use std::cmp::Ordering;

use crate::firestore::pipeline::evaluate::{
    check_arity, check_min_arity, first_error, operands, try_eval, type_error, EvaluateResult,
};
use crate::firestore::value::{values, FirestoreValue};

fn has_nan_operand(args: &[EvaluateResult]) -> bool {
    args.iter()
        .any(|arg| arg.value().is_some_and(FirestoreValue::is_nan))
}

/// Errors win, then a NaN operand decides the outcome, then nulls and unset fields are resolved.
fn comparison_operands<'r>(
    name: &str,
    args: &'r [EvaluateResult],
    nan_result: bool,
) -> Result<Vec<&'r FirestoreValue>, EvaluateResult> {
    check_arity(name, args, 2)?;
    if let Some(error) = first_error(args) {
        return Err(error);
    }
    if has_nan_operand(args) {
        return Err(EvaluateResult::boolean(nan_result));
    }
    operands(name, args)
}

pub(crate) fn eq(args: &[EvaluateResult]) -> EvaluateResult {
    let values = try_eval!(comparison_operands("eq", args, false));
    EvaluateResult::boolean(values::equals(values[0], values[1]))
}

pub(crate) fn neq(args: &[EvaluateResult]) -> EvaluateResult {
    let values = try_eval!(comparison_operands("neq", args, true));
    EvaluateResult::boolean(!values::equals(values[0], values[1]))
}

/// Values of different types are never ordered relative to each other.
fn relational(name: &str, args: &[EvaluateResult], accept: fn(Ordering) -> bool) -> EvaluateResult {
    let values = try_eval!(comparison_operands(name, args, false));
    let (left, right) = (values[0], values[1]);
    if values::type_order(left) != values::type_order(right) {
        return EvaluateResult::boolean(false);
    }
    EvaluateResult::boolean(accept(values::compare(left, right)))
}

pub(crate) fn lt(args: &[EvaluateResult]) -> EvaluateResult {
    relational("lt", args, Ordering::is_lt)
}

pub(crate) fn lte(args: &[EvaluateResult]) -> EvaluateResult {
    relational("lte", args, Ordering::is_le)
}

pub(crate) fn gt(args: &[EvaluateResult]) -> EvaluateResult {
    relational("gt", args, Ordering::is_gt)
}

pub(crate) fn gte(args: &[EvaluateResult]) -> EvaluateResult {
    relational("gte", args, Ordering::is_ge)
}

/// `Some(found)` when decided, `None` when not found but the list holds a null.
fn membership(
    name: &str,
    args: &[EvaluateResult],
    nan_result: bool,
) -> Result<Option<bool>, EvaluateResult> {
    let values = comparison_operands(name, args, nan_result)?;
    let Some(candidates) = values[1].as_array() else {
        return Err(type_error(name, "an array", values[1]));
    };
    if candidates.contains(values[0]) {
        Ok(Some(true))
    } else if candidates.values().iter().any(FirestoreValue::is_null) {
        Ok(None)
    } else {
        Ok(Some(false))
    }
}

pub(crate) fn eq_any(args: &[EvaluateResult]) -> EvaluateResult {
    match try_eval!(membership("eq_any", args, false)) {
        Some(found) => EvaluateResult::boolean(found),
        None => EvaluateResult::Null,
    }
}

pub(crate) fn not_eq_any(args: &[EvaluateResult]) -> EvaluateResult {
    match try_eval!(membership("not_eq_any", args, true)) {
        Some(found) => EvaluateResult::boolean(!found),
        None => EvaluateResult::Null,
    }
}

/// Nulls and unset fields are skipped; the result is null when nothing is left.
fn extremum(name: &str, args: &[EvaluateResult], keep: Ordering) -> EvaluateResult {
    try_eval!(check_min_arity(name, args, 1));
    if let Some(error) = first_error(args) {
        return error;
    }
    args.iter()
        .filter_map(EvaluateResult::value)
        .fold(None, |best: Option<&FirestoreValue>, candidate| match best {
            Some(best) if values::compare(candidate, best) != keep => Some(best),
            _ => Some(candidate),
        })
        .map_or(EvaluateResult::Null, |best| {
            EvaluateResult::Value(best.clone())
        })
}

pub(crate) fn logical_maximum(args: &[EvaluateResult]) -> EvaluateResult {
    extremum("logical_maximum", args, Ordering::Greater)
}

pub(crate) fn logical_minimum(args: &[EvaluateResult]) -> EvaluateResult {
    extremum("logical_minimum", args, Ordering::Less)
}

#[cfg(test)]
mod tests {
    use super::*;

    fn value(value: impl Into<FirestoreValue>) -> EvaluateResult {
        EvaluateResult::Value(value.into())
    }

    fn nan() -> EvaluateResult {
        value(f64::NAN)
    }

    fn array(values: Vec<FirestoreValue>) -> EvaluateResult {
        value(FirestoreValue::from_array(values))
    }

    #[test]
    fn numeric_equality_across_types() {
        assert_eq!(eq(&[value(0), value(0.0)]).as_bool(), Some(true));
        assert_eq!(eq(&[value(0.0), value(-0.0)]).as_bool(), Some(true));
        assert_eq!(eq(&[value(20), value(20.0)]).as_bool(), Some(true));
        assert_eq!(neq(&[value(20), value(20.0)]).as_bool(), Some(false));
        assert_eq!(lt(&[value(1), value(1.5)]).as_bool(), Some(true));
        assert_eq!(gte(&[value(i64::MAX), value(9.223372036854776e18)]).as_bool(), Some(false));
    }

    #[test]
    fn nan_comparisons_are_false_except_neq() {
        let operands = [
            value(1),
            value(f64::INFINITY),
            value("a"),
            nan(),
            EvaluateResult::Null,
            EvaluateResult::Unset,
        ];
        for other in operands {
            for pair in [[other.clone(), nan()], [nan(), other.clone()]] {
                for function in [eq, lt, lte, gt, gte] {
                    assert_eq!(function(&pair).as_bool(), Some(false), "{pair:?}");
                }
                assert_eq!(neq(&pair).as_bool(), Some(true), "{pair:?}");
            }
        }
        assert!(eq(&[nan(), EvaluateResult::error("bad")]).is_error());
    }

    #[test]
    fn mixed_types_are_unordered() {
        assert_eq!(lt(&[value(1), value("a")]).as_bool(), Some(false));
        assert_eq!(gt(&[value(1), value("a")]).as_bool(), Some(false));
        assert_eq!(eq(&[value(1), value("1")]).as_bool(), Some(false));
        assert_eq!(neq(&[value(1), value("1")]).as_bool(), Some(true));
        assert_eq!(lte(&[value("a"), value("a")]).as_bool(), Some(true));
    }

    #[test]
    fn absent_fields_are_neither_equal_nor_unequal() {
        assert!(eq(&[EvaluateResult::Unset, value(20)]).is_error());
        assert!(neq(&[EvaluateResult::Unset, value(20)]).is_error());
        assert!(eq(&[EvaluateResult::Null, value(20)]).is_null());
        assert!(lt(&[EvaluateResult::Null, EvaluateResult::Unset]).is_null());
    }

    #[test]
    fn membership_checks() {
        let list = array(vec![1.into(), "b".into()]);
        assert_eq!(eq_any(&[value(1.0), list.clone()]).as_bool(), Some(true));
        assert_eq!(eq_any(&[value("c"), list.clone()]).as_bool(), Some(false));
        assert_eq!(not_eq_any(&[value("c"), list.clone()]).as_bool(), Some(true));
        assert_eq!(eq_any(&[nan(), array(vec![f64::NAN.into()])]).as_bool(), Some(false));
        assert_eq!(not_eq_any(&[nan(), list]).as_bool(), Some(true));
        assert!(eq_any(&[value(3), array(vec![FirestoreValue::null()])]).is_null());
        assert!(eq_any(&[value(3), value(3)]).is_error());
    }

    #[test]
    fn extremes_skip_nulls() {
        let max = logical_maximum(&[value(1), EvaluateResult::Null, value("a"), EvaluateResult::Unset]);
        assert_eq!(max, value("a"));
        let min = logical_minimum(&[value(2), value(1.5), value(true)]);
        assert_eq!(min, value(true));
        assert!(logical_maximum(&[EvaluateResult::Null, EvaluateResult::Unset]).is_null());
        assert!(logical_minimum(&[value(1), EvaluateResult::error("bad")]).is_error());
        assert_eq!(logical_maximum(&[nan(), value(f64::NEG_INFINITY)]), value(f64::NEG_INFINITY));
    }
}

◆ **Work to be completed**
If a line of the records above includes the word "boolean", count it; state the final number with no other words.

◆ **Response to the exercise**
7